Gijs Berger is de voormalige zanger van Destructive Penguins, de band die door onze redacteur Ruben trefzeker getypeerd werd als “Leids hiphopjazzfunkrockreggaeseptet”. Tegenwoordig werkt Gijs onder de artiestennaam Gus Walker, een nieuw octet met sterkere reggae- en hiphopinvloeden. Vandaag, 11 augustus, komt zijn debuutalbum 'Pink Skies' uit. Alle aanleiding voor een interview met Gus. Dit is een wandeling door zijn hoofd, langs Franse opnames, inspiratie, zijn boodschap en Braziliaanse belangstelling.

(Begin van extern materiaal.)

// SPDX-License-Identifier: MIT

//! File-backed stores for the two mailbox logs.
//!
//! Each store owns one JSON-array file and rewrites it in full on every
//! mutation (pretty-printed, temp file + rename so readers never observe a
//! half-written log). There is no cross-process locking: the listener and
//! the console race only in the rare moment both write, and the last full
//! rewrite wins.
//!
//! A missing file reads as an empty log. A file that exists but does not
//! parse is an error: better to stop than to silently overwrite someone's
//! mailbox with an empty one.

use std::path::{Path, PathBuf};

use anyhow::{Context as _, Result};
use chrono::Utc;
use serde::{de::DeserializeOwned, Serialize};

use super::model::{
    Message, MessageCounts, MessageStatus, Response, ResponseCounts, ResponseStatus,
};

// ─── File plumbing ────────────────────────────────────────────────────────────

/// Read a whole log file. Absent file means an empty log.
async fn read_log<T: DeserializeOwned>(path: &Path) -> Result<Vec<T>> {
    let raw = match tokio::fs::read_to_string(path).await {
        Ok(raw) => raw,
        Err(e) if e.kind() == std::io::ErrorKind::NotFound => return Ok(Vec::new()),
        Err(e) => {
            return Err(e).with_context(|| format!("failed to read log file {}", path.display()))
        }
    };
    serde_json::from_str(&raw)
        .with_context(|| format!("malformed log file {}", path.display()))
}

/// Rewrite a whole log file: pretty JSON to a temp file, then rename over.
async fn write_log<T: Serialize>(path: &Path, entries: &[T]) -> Result<()> {
    let json = serde_json::to_string_pretty(entries)?;
    if let Some(parent) = path.parent() {
        tokio::fs::create_dir_all(parent)
            .await
            .with_context(|| format!("failed to create {}", parent.display()))?;
    }
    let tmp = path.with_extension("json.tmp");
    tokio::fs::write(&tmp, json)
        .await
        .with_context(|| format!("failed to write {}", tmp.display()))?;
    tokio::fs::rename(&tmp, path)
        .await
        .with_context(|| format!("failed to move {} into place", tmp.display()))?;
    Ok(())
}

// ─── MessageStore ─────────────────────────────────────────────────────────────

/// The inbound half of the mailbox: messages the chat user left for the
/// operator, in arrival order.
#[derive(Debug, Clone)]
pub struct MessageStore {
    path: PathBuf,
}

impl MessageStore {
    pub fn new(path: impl Into<PathBuf>) -> Self {
        Self { path: path.into() }
    }

    pub fn path(&self) -> &Path {
        &self.path
    }

    // ── Mutation ──

    /// Append one inbound message with status `new` and return its id.
    /// Ids are sequential and 1-based: current entry count plus one.
    pub async fn append(&self, user_id: i64, username: &str, text: &str) -> Result<u64> {
        let mut entries: Vec<Message> = read_log(&self.path).await?;
        let id = entries.len() as u64 + 1;
        entries.push(Message {
            id,
            user_id,
            username: username.to_string(),
            text: text.to_string(),
            timestamp: Utc::now(),
            status: MessageStatus::New,
        });
        write_log(&self.path, &entries).await?;
        Ok(id)
    }

    /// Flip `new` messages to `read` and persist the full log. With `ids`,
    /// only the listed entries are touched; without, every `new` entry is.
    /// Returns how many entries changed. Entries already past `new` are
    /// never revisited, so reapplying is a harmless no-op.
    pub async fn mark_read(&self, ids: Option<&[u64]>) -> Result<usize> {
        let mut entries: Vec<Message> = read_log(&self.path).await?;
        let mut changed = 0;
        for message in entries.iter_mut() {
            if message.status != MessageStatus::New {
                continue;
            }
            if ids.map_or(true, |ids| ids.contains(&message.id)) {
                message.status = MessageStatus::Read;
                changed += 1;
            }
        }
        write_log(&self.path, &entries).await?;
        Ok(changed)
    }

    /// Replace the log with an empty one. The next append gets id 1.
    pub async fn clear(&self) -> Result<()> {
        write_log::<Message>(&self.path, &[]).await
    }

    // ── Queries ──

    /// All `new` messages, oldest first.
    pub async fn list_new(&self) -> Result<Vec<Message>> {
        let entries: Vec<Message> = read_log(&self.path).await?;
        Ok(entries
            .into_iter()
            .filter(|m| m.status == MessageStatus::New)
            .collect())
    }

    /// Totals by status.
    pub async fn counts(&self) -> Result<MessageCounts> {
        let entries: Vec<Message> = read_log(&self.path).await?;
        Ok(MessageCounts::tally(&entries))
    }
}

// ─── ResponseStore ────────────────────────────────────────────────────────────

/// The outbound half of the mailbox: operator replies queued for delivery.
#[derive(Debug, Clone)]
pub struct ResponseStore {
    path: PathBuf,
}

impl ResponseStore {
    pub fn new(path: impl Into<PathBuf>) -> Self {
        Self { path: path.into() }
    }

    pub fn path(&self) -> &Path {
        &self.path
    }

    // ── Mutation ──

    /// Queue one reply with status `new` and return its id. `parse_mode`
    /// is stored as given; only `"HTML"` means anything at delivery time.
    pub async fn append(&self, text: &str, parse_mode: Option<String>) -> Result<u64> {
        let mut entries: Vec<Response> = read_log(&self.path).await?;
        let id = entries.len() as u64 + 1;
        entries.push(Response {
            id,
            text: text.to_string(),
            timestamp: Utc::now(),
            status: ResponseStatus::New,
            parse_mode,
            sent_at: None,
        });
        write_log(&self.path, &entries).await?;
        Ok(id)
    }

    /// Record a successful delivery: status to `sent`, `sent_at` to now.
    /// Only a `new` entry transitions, so `sent_at` is written exactly once
    /// and reapplying changes nothing.
    pub async fn mark_sent(&self, id: u64) -> Result<()> {
        let mut entries: Vec<Response> = read_log(&self.path).await?;
        for response in entries.iter_mut() {
            if response.id == id && response.status == ResponseStatus::New {
                response.status = ResponseStatus::Sent;
                response.sent_at = Some(Utc::now());
            }
        }
        write_log(&self.path, &entries).await
    }

    /// Replace the log with an empty one. The next append gets id 1.
    pub async fn clear(&self) -> Result<()> {
        write_log::<Response>(&self.path, &[]).await
    }

    // ── Queries ──

    /// All `new` responses, oldest first. This is the delivery queue.
    pub async fn list_pending(&self) -> Result<Vec<Response>> {
        let entries: Vec<Response> = read_log(&self.path).await?;
        Ok(entries
            .into_iter()
            .filter(|r| r.status == ResponseStatus::New)
            .collect())
    }

    /// Totals by status.
    pub async fn counts(&self) -> Result<ResponseCounts> {
        let entries: Vec<Response> = read_log(&self.path).await?;
        Ok(ResponseCounts::tally(&entries))
    }
}

// ─── Tests ────────────────────────────────────────────────────────────────────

Wat is de achtergrond van je artiestennaam?
Ik heb al jaren geleden de artiestennaam Gus Walker bedacht, lang voordat dit project er was. Gijs heb je niet in het Engels, dus dat werd Gus, en dat Walker… Het is een naam die lekker klinkt. Daarnaast: ik houd van wandelen, in Leiden en door het bos. Zeker nu de muziek ook af is, klopt de naam; iedereen loopt door het leven en komt dingen tegen – letterlijk een levensloop.

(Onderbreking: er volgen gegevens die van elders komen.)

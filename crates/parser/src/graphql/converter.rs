//! Converts GraphQL introspection types to SchemaEntity records

use super::types::{FullType, IntrospectionSchema, TypeRef};
use crate::type_mapper::TypeMapper;
use graphmorph_common::{SchemaEntity, SchemaField, ENUM_VALUE};

/// Convert every modelled type of an introspection schema
///
/// Output follows the order of `__schema.types`.
pub fn convert_schema(schema: &IntrospectionSchema, source_api: &str) -> Vec<SchemaEntity> {
    schema
        .types
        .iter()
        .flatten()
        .filter_map(|type_def| convert_type(type_def, source_api))
        .collect()
}

/// Build an entity from one introspection type
///
/// Returns `None` for introspection-internal (`__*`) types and for scalars,
/// which carry no field structure.
pub fn convert_type(type_def: &FullType, source_api: &str) -> Option<SchemaEntity> {
    if type_def.is_introspection_internal() {
        return None;
    }

    let kind = type_def.kind.as_deref().unwrap_or("UNKNOWN");
    if kind == "SCALAR" {
        return None;
    }

    // Objects and interfaces list `fields`; input objects list `inputFields`
    let raw_fields = type_def
        .fields
        .as_deref()
        .filter(|fields| !fields.is_empty())
        .or(type_def.input_fields.as_deref())
        .unwrap_or_default();

    let mut fields: Vec<SchemaField> = raw_fields
        .iter()
        .map(|field| {
            let (field_type, is_required) = field
                .field_type
                .as_ref()
                .map(TypeMapper::unwrap_graphql)
                .unwrap_or_else(|| TypeMapper::unwrap_graphql(&TypeRef::default()));

            SchemaField {
                name: field.name.clone().unwrap_or_else(|| "unknown".to_string()),
                field_type,
                is_required,
                description: field.description.clone(),
            }
        })
        .collect();

    fields.extend(type_def.enum_values.iter().flatten().map(|value| SchemaField {
        name: value.name.clone().unwrap_or_else(|| "unknown".to_string()),
        field_type: ENUM_VALUE.to_string(),
        is_required: true,
        description: value.description.clone(),
    }));

    Some(SchemaEntity {
        name: type_def.name.clone().unwrap_or_default(),
        kind: kind.to_string(),
        description: type_def.description.clone(),
        fields,
        source_api: source_api.to_string(),
    })
}

#[cfg(test)]
mod tests {
    use super::*;
    use serde_json::json;

    fn full_type(value: serde_json::Value) -> FullType {
        serde_json::from_value(value).unwrap()
    }

    #[test]
    fn test_skips_scalars_and_internal_types() {
        let scalar = full_type(json!({"kind": "SCALAR", "name": "String"}));
        assert!(convert_type(&scalar, "api").is_none());

        let internal = full_type(json!({"kind": "OBJECT", "name": "__Type", "fields": []}));
        assert!(convert_type(&internal, "api").is_none());
    }

    #[test]
    fn test_enum_values_become_required_fields() {
        let status = full_type(json!({
            "kind": "ENUM",
            "name": "Status",
            "enumValues": [
                {"name": "ACTIVE", "description": "In use"},
                {"name": "RETIRED", "description": null}
            ]
        }));

        let entity = convert_type(&status, "api").unwrap();
        assert_eq!(entity.kind, "ENUM");
        assert_eq!(entity.fields.len(), 2);
        assert!(entity
            .fields
            .iter()
            .all(|f| f.field_type == ENUM_VALUE && f.is_required));
        assert_eq!(entity.fields[0].description.as_deref(), Some("In use"));
    }

    #[test]
    fn test_input_fields_used_when_fields_absent() {
        let input = full_type(json!({
            "kind": "INPUT_OBJECT",
            "name": "CountryFilter",
            "fields": null,
            "inputFields": [
                {"name": "code", "type": {"kind": "NON_NULL", "name": null,
                    "ofType": {"kind": "SCALAR", "name": "ID", "ofType": null}}}
            ]
        }));

        let entity = convert_type(&input, "countries").unwrap();
        assert_eq!(entity.fields.len(), 1);
        assert_eq!(entity.fields[0].name, "code");
        assert_eq!(entity.fields[0].field_type, "ID");
        assert!(entity.fields[0].is_required);
        assert_eq!(entity.source_api, "countries");
    }

    #[test]
    fn test_missing_field_type_is_unknown() {
        let object = full_type(json!({
            "kind": "OBJECT",
            "name": "Thing",
            "fields": [{"name": "mystery"}]
        }));

        let entity = convert_type(&object, "api").unwrap();
        assert_eq!(entity.fields[0].field_type, "Unknown");
        assert!(!entity.fields[0].is_required);
    }
}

Je hebt een hele eigen blend waarin je allerlei muziekstijlen combineert, voornamelijk reggae en hiphop. Hoe vond je je eigen stijl en dat dat was wat bij je past?
Ik ben met reggae opgegroeid – het eerste dat ik me kan herinneren dat ik geluisterd heb was reggae! Ik was een jaar of drie, vier en zat bij m’n pa achter in de auto. Reggae-artiest Burning Spear stond op: ‘Live at Montreux Jazz Festival 2001‘ – het is een trein die doorbeukt. Volgens m’n pa zaten mijn broertje en ik mee te bouncen en te trommelen met de muziek. In mijn puberteit ben ik in de hiphop ingedoken. Reggae en hiphop zitten diep in me, dat luister ik allebei elke dag. Voor mij zijn die twee genres de manier waarop ik het dichtst bij mezelf kan komen als ik iets aan het schrijven ben; als ik iets maak, wordt het dit. Muziek is voor mij altijd een uitlaatklep geweest voor dingen die ik op een andere manier niet kwijt kan. Toen ik begon met muziek maken ben ik gaan rappen, zeker de laatste jaren ben ik meer reggae gaan verwerken in mijn muziek.

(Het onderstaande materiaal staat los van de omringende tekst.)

//! GraphQL introspection result parser

use super::types::IntrospectionSchema;
use crate::report::{ParseReport, SchemaFormat};
use graphmorph_common::{GraphmorphError, Result};
use serde_json::Value;

/// GraphQL introspection parser
///
/// Accepts a full response (`{"data": {"__schema": ...}}`), a bare
/// `{"__schema": ...}` object or the schema object itself.
pub struct GraphqlParser {
    /// Loaded `__schema` object
    schema: IntrospectionSchema,

    /// Name stamped on every produced entity
    source_api: String,
}

impl GraphqlParser {
    /// Parse an introspection result from a JSON string
    pub fn from_json(json: &str, source_api: &str) -> Result<Self> {
        let value: Value = serde_json::from_str(json)
            .map_err(|e| GraphmorphError::Parse(format!("Invalid JSON: {}", e)))?;

        Self::from_value(&value, source_api)
    }

    /// Parse an introspection result from an already decoded value
    pub fn from_value(value: &Value, source_api: &str) -> Result<Self> {
        let schema = match locate_schema(value) {
            Some(schema) => serde_json::from_value(schema.clone()).map_err(|e| {
                GraphmorphError::Parse(format!("Failed to parse GraphQL schema: {}", e))
            })?,
            None => IntrospectionSchema::default(),
        };

        Ok(Self {
            schema,
            source_api: source_api.to_string(),
        })
    }

    /// Normalize all modelled types into entities
    pub fn parse(&self) -> Result<ParseReport> {
        if self.schema.types.as_ref().map_or(true, Vec::is_empty) {
            return Err(GraphmorphError::Parse(
                "No types found in GraphQL schema. Is this a valid GraphQL introspection result?"
                    .to_string(),
            ));
        }

        let entities = super::converter::convert_schema(&self.schema, &self.source_api);
        Ok(ParseReport::new(
            SchemaFormat::Graphql,
            &self.source_api,
            entities,
        ))
    }

    /// Get reference to the underlying schema
    pub fn schema(&self) -> &IntrospectionSchema {
        &self.schema
    }
}

/// Find the `__schema` object inside the supported payload shapes
fn locate_schema(value: &Value) -> Option<&Value> {
    let schema = match value.get("data") {
        Some(data) => data.get("__schema")?,
        None => value.get("__schema").unwrap_or(value),
    };
    (!schema.is_null()).then_some(schema)
}
//! Parse results and their text renderings
//!
//! A [`ParseReport`] keeps the human-readable summary and the entity payload
//! apart. The plain-text interchange form appends the entities after a
//! sentinel line; [`extract_entities`] reads them back.

use graphmorph_common::{GraphmorphError, Result, SchemaEntity};
use serde::{Deserialize, Serialize};
use std::collections::BTreeMap;

/// Line separating the summary from the JSON entity payload
pub const ENTITIES_SENTINEL: &str = "---ENTITIES_JSON---";

/// Entities listed per kind in a summary
const SUMMARY_PER_KIND: usize = 5;

/// Source description format
#[derive(Debug, Clone, Copy, PartialEq, Eq, Serialize, Deserialize)]
#[serde(rename_all = "lowercase")]
pub enum SchemaFormat {
    Graphql,
    Openapi,
}

impl std::fmt::Display for SchemaFormat {
    fn fmt(&self, f: &mut std::fmt::Formatter<'_>) -> std::fmt::Result {
        match self {
            SchemaFormat::Graphql => write!(f, "GraphQL"),
            SchemaFormat::Openapi => write!(f, "OpenAPI"),
        }
    }
}

/// Outcome of parsing one schema payload
#[derive(Debug, Clone, PartialEq, Eq, Serialize, Deserialize)]
pub struct ParseReport {
    pub format: SchemaFormat,
    pub source_api: String,
    pub entities: Vec<SchemaEntity>,
}

impl ParseReport {
    pub fn new(format: SchemaFormat, source_api: &str, entities: Vec<SchemaEntity>) -> Self {
        Self {
            format,
            source_api: source_api.to_string(),
            entities,
        }
    }

    /// `SUCCESS`-prefixed summary grouped by kind
    pub fn summary(&self) -> String {
        let header = match self.format {
            SchemaFormat::Graphql => format!(
                "SUCCESS - Parsed {} entities from GraphQL schema for '{}'.",
                self.entities.len(),
                self.source_api
            ),
            SchemaFormat::Openapi => format!(
                "SUCCESS - Parsed {} entities from OpenAPI spec '{}'",
                self.entities.len(),
                self.source_api
            ),
        };

        let mut lines = vec![header, String::new()];

        for (kind, entities) in self.by_kind() {
            lines.push(format!("{} ({}):", kind, entities.len()));
            for entity in entities.iter().take(SUMMARY_PER_KIND) {
                lines.push(format!(
                    "  • {} - {} fields",
                    entity.name,
                    entity.fields.len()
                ));
            }
            if entities.len() > SUMMARY_PER_KIND {
                lines.push(format!(
                    "  ... and {} more",
                    entities.len() - SUMMARY_PER_KIND
                ));
            }
            lines.push(String::new());
        }

        lines.join("\n")
    }

    /// Summary followed by the sentinel line and the entities as JSON
    pub fn to_transcript_text(&self) -> Result<String> {
        let payload = serde_json::to_string_pretty(&self.entities)?;
        Ok(format!("{}\n{}\n{}", self.summary(), ENTITIES_SENTINEL, payload))
    }

    /// Entities grouped by kind, kinds sorted, declaration order kept within a kind
    pub fn by_kind(&self) -> BTreeMap<&str, Vec<&SchemaEntity>> {
        let mut groups: BTreeMap<&str, Vec<&SchemaEntity>> = BTreeMap::new();
        for entity in &self.entities {
            groups.entry(entity.kind.as_str()).or_default().push(entity);
        }
        groups
    }
}

/// Read the entity payload back out of a transcript text
///
/// The payload starts after the last line consisting of the sentinel alone.
/// Pretty-printed JSON never contains such a line.
pub fn extract_entities(text: &str) -> Result<Vec<SchemaEntity>> {
    let marker = format!("\n{}\n", ENTITIES_SENTINEL);
    let (_, payload) = text.rsplit_once(marker.as_str()).ok_or_else(|| {
        GraphmorphError::Parse(format!("no {} marker in text", ENTITIES_SENTINEL))
    })?;

    serde_json::from_str(payload.trim())
        .map_err(|e| GraphmorphError::Parse(format!("Invalid entity payload: {}", e)))
}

De Leidse muziekliefhebber kent je als ex-frontman van Destructive Penguins. Hoe kijk je terug op die tijd?
Met Destructive Penguins begonnen we toen we nog op de middelbare school zaten. Het was supergaaf en heel leerzaam, een wild ride. Ik ben blij en trots op wat we toen hebben neergezet. Ik denk dat we heel ver gekomen zijn, eigenlijk alles dat we voor ogen hadden, is uitgekomen – in de Popronde van 2019 hebben we bijvoorbeeld op twee na alle shows gedaan. Ik heb er mooie herinneringen aan en kijk er trots op terug.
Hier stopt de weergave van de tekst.